What the task asks: When the line containing "Standard validation layer." is reached, include it and end there; set down verbatim every line before it, starting at the top of the records.

Collected data entries:

• • • • • • •

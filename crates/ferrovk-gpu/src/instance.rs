//! Vulkan instance creation.

use crate::error::{GpuError, Result};
use crate::extensions::{require_instance_extensions, require_instance_layers};
use ash::vk;
use std::borrow::Cow;
use std::ffi::{c_char, c_void, CStr, CString};

/// Standard validation layer.
pub const VALIDATION_LAYER: &CStr = c"VK_LAYER_KHRONOS_validation";

/// Surface extensions for the current platform.
pub fn platform_surface_extensions() -> Vec<&'static CStr> {
    vec![
        ash::khr::surface::NAME,
        #[cfg(target_os = "windows")]
        ash::khr::win32_surface::NAME,
        #[cfg(target_os = "linux")]
        ash::khr::xlib_surface::NAME,
        #[cfg(target_os = "linux")]
        ash::khr::wayland_surface::NAME,
        #[cfg(target_os = "macos")]
        ash::ext::metal_surface::NAME,
        #[cfg(target_os = "macos")]
        ash::khr::portability_enumeration::NAME,
    ]
}

/// Instance creation parameters.
#[derive(Debug, Clone)]
pub struct InstanceConfig {
    pub app_name: String,
    pub app_version: u32,
    pub engine_name: String,
    pub engine_version: u32,
    pub api_version: u32,
    pub extensions: Vec<&'static CStr>,
    pub layers: Vec<&'static CStr>,
    pub flags: vk::InstanceCreateFlags,
    /// Create a debug-utils messenger that forwards into `tracing`.
    pub debug_utils: bool,
    /// Write the required and available extension lists at debug level.
    pub log_extensions: bool,
    /// Fail instead of warning when a requested layer is missing.
    pub strict_layers: bool,
}

impl Default for InstanceConfig {
    fn default() -> Self {
        #[cfg(target_os = "macos")]
        let flags = vk::InstanceCreateFlags::ENUMERATE_PORTABILITY_KHR;
        #[cfg(not(target_os = "macos"))]
        let flags = vk::InstanceCreateFlags::empty();

        Self {
            app_name: "ferrovk".to_string(),
            app_version: vk::make_api_version(0, 0, 1, 0),
            engine_name: "ferrovk".to_string(),
            engine_version: vk::make_api_version(0, 0, 1, 0),
            api_version: vk::API_VERSION_1_3,
            extensions: Vec::new(),
            layers: Vec::new(),
            flags,
            debug_utils: false,
            log_extensions: false,
            strict_layers: false,
        }
        .validation(cfg!(debug_assertions))
    }
}

impl InstanceConfig {
    pub fn new() -> Self {
        Self::default()
    }

    pub fn app_name(mut self, name: impl Into<String>) -> Self {
        self.app_name = name.into();
        self
    }

    pub fn api_version(mut self, version: u32) -> Self {
        self.api_version = version;
        self
    }

    /// Add an instance extension, ignoring duplicates.
    pub fn extension(mut self, name: &'static CStr) -> Self {
        if !self.extensions.contains(&name) {
            self.extensions.push(name);
        }
        self
    }

    /// Add the platform's surface extensions.
    pub fn with_surface_extensions(mut self) -> Self {
        for name in platform_surface_extensions() {
            self = self.extension(name);
        }
        self
    }

    /// Enable the validation layer and debug-utils messenger.
    pub fn validation(mut self, enable: bool) -> Self {
        if enable {
            if !self.layers.contains(&VALIDATION_LAYER) {
                self.layers.push(VALIDATION_LAYER);
            }
            self = self.extension(ash::ext::debug_utils::NAME);
        } else {
            self.layers.retain(|layer| *layer != VALIDATION_LAYER);
            self.extensions.retain(|ext| *ext != ash::ext::debug_utils::NAME);
        }
        self.debug_utils = enable;
        self
    }

    pub fn log_extensions(mut self, log: bool) -> Self {
        self.log_extensions = log;
        self
    }

    /// Treat a missing layer as an error.
    pub fn strict_layers(mut self, strict: bool) -> Self {
        self.strict_layers = strict;
        self
    }
}

/// A debug-utils messenger and the loader needed to destroy it.
pub struct DebugMessenger {
    loader: ash::ext::debug_utils::Instance,
    messenger: vk::DebugUtilsMessengerEXT,
}

impl DebugMessenger {
    /// # Safety
    /// The instance must have been created with `VK_EXT_debug_utils`.
    pub unsafe fn new(entry: &ash::Entry, instance: &ash::Instance) -> Result<Self> {
        let loader = ash::ext::debug_utils::Instance::new(entry, instance);
        let create_info = messenger_create_info();
        let messenger = unsafe { loader.create_debug_utils_messenger(&create_info, None) }
            .map_err(GpuError::call("vkCreateDebugUtilsMessengerEXT"))?;
        Ok(Self { loader, messenger })
    }

    /// # Safety
    /// Must be called before the owning instance is destroyed.
    pub unsafe fn destroy(&self) {
        unsafe {
            self.loader
                .destroy_debug_utils_messenger(self.messenger, None);
        }
    }
}

fn messenger_create_info() -> vk::DebugUtilsMessengerCreateInfoEXT<'static> {
    vk::DebugUtilsMessengerCreateInfoEXT::default()
        .message_severity(
            vk::DebugUtilsMessageSeverityFlagsEXT::VERBOSE
                | vk::DebugUtilsMessageSeverityFlagsEXT::INFO
                | vk::DebugUtilsMessageSeverityFlagsEXT::WARNING
                | vk::DebugUtilsMessageSeverityFlagsEXT::ERROR,
        )
        .message_type(
            vk::DebugUtilsMessageTypeFlagsEXT::GENERAL
                | vk::DebugUtilsMessageTypeFlagsEXT::VALIDATION
                | vk::DebugUtilsMessageTypeFlagsEXT::PERFORMANCE,
        )
        .pfn_user_callback(Some(debug_callback))
}

unsafe extern "system" fn debug_callback(
    severity: vk::DebugUtilsMessageSeverityFlagsEXT,
    message_type: vk::DebugUtilsMessageTypeFlagsEXT,
    p_callback_data: *const vk::DebugUtilsMessengerCallbackDataEXT<'_>,
    _user_data: *mut c_void,
) -> vk::Bool32 {
    let message = if p_callback_data.is_null() {
        Cow::Borrowed("")
    } else {
        // SAFETY: the loader passes a valid callback data pointer for the
        // duration of the call.
        unsafe { (*p_callback_data).message_as_c_str() }
            .map_or(Cow::Borrowed(""), CStr::to_string_lossy)
    };

    match severity {
        vk::DebugUtilsMessageSeverityFlagsEXT::ERROR => {
            tracing::error!(target: "vulkan", "[{message_type:?}] {message}");
        }
        vk::DebugUtilsMessageSeverityFlagsEXT::WARNING => {
            tracing::warn!(target: "vulkan", "[{message_type:?}] {message}");
        }
        vk::DebugUtilsMessageSeverityFlagsEXT::INFO => {
            tracing::debug!(target: "vulkan", "[{message_type:?}] {message}");
        }
        _ => tracing::trace!(target: "vulkan", "[{message_type:?}] {message}"),
    }

    vk::FALSE
}

/// Create a Vulkan instance, plus a debug messenger when
/// `config.debug_utils` is set.
///
/// Missing layers are dropped with a warning unless `config.strict_layers`
/// is set. A missing extension is an error.
///
/// # Safety
/// The entry must be a valid Vulkan entry point.
pub unsafe fn create_instance(
    entry: &ash::Entry,
    config: &InstanceConfig,
) -> Result<(ash::Instance, Option<DebugMessenger>)> {
    let app_name = CString::new(config.app_name.as_str())
        .map_err(|e| GpuError::Other(format!("Invalid application name: {e}")))?;
    let engine_name = CString::new(config.engine_name.as_str())
        .map_err(|e| GpuError::Other(format!("Invalid engine name: {e}")))?;

    let app_info = vk::ApplicationInfo::default()
        .application_name(&app_name)
        .application_version(config.app_version)
        .engine_name(&engine_name)
        .engine_version(config.engine_version)
        .api_version(config.api_version);

    unsafe { require_instance_extensions(entry, &config.extensions, config.log_extensions) }?;
    let layers = unsafe { require_instance_layers(entry, &config.layers, config.strict_layers) }?;

    let extension_names: Vec<*const c_char> =
        config.extensions.iter().map(|ext| ext.as_ptr()).collect();
    let layer_names: Vec<*const c_char> = layers.iter().map(|l| l.as_ptr()).collect();

    let create_info = vk::InstanceCreateInfo::default()
        .application_info(&app_info)
        .enabled_extension_names(&extension_names)
        .enabled_layer_names(&layer_names)
        .flags(config.flags);

    let instance = unsafe { entry.create_instance(&create_info, None) }
        .map_err(GpuError::call("vkCreateInstance"))?;

    tracing::debug!(
        "Vulkan instance created: {} extensions, {} layers",
        extension_names.len(),
        layer_names.len()
    );

    if !config.debug_utils {
        return Ok((instance, None));
    }
    match unsafe { DebugMessenger::new(entry, &instance) } {
        Ok(messenger) => Ok((instance, Some(messenger))),
        Err(err) => {
            unsafe { instance.destroy_instance(None) };
            Err(err)
        }
    }
}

• • • • • • •

Answer:
filename crates/ferrovk-gpu/src/instance.rs
//! Vulkan instance creation.

use crate::error::{GpuError, Result};
use crate::extensions::{require_instance_extensions, require_instance_layers};
use ash::vk;
use std::borrow::Cow;
use std::ffi::{c_char, c_void, CStr, CString};

/// Standard validation layer.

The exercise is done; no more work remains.